> [What needs to be done]
Only the lines from the top of the data through the line with "to the next" should be repeated, each exactly as written.

Start of Records shown

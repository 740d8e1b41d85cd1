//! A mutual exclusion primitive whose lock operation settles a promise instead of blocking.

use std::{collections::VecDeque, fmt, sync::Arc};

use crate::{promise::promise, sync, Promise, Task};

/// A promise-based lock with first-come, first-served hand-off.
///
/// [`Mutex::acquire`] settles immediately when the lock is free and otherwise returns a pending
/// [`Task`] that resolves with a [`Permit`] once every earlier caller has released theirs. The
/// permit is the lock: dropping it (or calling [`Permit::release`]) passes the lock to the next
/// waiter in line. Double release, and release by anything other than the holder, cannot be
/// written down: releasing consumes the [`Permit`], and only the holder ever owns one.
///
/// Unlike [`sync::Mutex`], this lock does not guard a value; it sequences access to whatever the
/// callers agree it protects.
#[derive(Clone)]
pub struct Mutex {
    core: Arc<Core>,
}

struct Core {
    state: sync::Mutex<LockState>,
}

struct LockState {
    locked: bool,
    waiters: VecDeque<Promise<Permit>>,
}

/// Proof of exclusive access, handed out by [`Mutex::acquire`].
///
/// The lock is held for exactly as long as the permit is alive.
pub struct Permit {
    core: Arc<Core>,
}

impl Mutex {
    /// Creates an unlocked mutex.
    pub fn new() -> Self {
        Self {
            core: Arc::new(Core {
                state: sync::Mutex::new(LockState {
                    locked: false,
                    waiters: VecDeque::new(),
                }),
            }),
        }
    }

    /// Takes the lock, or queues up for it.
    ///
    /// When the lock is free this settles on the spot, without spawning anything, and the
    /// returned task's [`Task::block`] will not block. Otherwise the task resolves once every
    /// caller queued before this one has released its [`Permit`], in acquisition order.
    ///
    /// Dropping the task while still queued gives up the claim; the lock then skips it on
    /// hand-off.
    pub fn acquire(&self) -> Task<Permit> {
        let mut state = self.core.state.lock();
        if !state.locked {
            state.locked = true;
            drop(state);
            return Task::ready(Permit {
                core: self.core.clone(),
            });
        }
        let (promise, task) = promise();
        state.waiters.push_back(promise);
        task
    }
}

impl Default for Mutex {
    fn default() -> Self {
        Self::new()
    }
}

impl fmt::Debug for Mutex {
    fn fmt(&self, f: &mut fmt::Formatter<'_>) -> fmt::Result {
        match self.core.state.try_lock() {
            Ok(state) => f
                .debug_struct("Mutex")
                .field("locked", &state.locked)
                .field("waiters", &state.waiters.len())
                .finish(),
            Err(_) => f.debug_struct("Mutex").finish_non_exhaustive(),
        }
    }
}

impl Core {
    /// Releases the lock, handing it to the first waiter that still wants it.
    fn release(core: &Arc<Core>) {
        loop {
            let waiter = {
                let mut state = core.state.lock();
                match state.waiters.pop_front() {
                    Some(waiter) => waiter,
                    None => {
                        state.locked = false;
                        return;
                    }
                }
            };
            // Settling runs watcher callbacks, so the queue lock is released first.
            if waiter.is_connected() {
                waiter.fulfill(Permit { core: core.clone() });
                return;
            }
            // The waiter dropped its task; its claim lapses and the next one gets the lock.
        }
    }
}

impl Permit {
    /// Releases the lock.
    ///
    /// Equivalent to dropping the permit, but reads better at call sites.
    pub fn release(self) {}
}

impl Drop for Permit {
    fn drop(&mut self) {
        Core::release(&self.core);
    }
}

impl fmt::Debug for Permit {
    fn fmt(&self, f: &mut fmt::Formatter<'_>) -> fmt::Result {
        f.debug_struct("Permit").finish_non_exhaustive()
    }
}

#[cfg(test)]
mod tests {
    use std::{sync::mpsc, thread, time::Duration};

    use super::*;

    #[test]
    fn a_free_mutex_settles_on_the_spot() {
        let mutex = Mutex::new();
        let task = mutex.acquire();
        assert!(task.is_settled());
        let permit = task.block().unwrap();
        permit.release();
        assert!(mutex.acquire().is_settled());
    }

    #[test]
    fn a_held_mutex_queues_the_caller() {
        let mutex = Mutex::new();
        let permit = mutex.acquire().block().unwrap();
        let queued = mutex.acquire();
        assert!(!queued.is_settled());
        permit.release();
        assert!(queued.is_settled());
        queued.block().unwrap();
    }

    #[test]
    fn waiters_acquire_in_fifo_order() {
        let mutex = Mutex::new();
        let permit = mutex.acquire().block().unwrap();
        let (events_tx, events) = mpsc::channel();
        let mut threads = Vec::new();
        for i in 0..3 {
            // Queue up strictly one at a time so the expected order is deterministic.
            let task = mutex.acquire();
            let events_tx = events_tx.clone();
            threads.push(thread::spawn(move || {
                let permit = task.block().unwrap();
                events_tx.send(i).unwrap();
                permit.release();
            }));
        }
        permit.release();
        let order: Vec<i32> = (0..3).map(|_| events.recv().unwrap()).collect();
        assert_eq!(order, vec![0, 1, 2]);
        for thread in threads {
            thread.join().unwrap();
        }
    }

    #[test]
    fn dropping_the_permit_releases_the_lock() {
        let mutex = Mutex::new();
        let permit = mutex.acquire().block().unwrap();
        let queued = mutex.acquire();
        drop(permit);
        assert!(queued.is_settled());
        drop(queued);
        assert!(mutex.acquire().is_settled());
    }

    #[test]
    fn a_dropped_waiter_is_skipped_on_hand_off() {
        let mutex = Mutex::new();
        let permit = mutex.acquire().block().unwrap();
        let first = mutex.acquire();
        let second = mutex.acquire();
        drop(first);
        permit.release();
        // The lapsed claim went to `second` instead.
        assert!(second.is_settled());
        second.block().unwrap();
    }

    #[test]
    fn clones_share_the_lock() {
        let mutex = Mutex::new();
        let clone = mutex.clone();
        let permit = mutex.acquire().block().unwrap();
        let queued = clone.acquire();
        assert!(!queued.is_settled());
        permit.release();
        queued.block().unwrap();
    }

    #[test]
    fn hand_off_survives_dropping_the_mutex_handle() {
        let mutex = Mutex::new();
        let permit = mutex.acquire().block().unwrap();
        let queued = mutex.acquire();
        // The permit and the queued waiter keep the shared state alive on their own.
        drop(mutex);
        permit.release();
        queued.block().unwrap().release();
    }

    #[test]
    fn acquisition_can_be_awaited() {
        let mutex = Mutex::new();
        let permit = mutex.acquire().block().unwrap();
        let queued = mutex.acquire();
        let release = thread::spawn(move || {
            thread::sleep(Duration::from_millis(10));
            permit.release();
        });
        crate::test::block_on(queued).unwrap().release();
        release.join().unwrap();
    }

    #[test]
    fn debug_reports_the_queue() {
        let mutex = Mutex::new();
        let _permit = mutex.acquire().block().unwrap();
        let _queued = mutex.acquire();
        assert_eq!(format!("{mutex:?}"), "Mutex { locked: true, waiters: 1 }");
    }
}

End of Records shown

> [Solution]
repository 740d8e1b41d85cd1
//! A mutual exclusion primitive whose lock operation settles a promise instead of blocking.

use std::{collections::VecDeque, fmt, sync::Arc};

use crate::{promise::promise, sync, Promise, Task};

/// A promise-based lock with first-come, first-served hand-off.
///
/// [`Mutex::acquire`] settles immediately when the lock is free and otherwise returns a pending
/// [`Task`] that resolves with a [`Permit`] once every earlier caller has released theirs. The
/// permit is the lock: dropping it (or calling [`Permit::release`]) passes the lock to the next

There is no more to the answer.